→ **Exercise objective**
For the records that follow, please set down exactly the lines between the one holding "pub struct TapeDriver" and the one holding "pub fn machine(&self)", inclusive, and only those.

[Stored data entries]
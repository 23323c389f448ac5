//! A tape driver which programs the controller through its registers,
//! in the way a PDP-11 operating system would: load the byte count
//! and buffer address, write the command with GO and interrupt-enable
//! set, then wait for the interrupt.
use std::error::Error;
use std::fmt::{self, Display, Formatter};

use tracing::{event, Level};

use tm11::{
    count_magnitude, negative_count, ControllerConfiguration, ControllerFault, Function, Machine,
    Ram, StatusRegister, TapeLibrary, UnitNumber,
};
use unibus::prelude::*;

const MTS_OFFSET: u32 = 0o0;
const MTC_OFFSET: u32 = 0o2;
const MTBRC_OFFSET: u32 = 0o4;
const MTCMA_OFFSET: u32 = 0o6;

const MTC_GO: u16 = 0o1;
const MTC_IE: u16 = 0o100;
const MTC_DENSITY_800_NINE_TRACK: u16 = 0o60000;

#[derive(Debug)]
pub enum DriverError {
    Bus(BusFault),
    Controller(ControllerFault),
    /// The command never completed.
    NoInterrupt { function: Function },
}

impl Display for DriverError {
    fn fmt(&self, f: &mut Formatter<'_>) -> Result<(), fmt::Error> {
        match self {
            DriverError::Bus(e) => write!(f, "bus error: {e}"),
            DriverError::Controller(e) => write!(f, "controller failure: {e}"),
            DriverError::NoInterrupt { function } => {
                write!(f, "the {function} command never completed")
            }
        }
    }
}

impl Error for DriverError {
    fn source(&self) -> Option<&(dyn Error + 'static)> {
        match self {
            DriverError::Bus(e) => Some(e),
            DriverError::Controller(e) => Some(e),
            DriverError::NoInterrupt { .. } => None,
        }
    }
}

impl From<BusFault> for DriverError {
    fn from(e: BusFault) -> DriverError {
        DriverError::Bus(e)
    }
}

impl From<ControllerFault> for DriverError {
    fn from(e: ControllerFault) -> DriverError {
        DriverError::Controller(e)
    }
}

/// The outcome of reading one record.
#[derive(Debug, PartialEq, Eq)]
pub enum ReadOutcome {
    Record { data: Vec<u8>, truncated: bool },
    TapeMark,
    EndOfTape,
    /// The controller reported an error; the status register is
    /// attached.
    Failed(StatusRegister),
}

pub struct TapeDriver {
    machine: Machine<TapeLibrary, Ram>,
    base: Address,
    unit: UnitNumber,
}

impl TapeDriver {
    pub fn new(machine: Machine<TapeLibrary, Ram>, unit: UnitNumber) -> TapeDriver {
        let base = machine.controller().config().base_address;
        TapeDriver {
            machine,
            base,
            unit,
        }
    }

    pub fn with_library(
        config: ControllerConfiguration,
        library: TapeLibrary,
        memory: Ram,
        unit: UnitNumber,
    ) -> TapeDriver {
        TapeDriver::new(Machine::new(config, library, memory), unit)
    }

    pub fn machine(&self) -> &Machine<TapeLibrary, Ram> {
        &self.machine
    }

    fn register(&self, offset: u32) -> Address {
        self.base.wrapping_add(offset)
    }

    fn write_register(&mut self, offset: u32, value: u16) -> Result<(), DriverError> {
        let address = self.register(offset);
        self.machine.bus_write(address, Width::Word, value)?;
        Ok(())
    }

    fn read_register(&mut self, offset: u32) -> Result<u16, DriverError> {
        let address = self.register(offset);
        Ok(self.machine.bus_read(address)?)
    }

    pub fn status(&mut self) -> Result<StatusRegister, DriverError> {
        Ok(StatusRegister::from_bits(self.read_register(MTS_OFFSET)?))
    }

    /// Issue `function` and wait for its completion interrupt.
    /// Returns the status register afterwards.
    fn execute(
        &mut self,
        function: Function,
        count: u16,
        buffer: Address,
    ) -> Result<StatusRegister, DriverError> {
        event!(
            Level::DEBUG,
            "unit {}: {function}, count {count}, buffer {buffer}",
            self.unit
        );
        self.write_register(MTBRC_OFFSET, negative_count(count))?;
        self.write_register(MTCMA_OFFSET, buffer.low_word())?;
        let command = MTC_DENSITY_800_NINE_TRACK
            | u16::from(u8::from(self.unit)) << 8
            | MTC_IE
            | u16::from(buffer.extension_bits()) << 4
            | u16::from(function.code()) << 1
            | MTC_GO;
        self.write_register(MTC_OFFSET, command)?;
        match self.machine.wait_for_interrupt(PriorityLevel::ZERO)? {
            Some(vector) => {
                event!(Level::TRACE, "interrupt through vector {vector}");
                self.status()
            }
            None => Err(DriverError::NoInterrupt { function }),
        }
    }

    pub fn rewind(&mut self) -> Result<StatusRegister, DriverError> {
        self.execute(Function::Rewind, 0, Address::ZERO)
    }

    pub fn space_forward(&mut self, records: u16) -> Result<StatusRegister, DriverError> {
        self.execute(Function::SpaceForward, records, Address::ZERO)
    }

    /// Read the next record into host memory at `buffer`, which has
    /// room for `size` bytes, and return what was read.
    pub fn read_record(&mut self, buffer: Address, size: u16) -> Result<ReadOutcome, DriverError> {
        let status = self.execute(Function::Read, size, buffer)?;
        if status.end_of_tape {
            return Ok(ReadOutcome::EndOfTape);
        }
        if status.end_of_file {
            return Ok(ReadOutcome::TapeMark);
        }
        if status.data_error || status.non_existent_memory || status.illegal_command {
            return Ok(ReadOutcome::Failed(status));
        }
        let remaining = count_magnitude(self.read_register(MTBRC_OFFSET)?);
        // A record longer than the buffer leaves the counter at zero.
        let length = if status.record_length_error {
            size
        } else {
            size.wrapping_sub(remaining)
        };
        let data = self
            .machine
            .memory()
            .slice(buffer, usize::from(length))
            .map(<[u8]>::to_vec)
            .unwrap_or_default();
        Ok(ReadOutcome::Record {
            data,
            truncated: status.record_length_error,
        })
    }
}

→ **Response box**
pub struct TapeDriver {
    machine: Machine<TapeLibrary, Ram>,
    base: Address,
    unit: UnitNumber,
}

impl TapeDriver {
    pub fn new(machine: Machine<TapeLibrary, Ram>, unit: UnitNumber) -> TapeDriver {
        let base = machine.controller().config().base_address;
        TapeDriver {
            machine,
            base,
            unit,
        }
    }

    pub fn with_library(
        config: ControllerConfiguration,
        library: TapeLibrary,
        memory: Ram,
        unit: UnitNumber,
    ) -> TapeDriver {
        TapeDriver::new(Machine::new(config, library, memory), unit)
    }

    pub fn machine(&self) -> &Machine<TapeLibrary, Ram> {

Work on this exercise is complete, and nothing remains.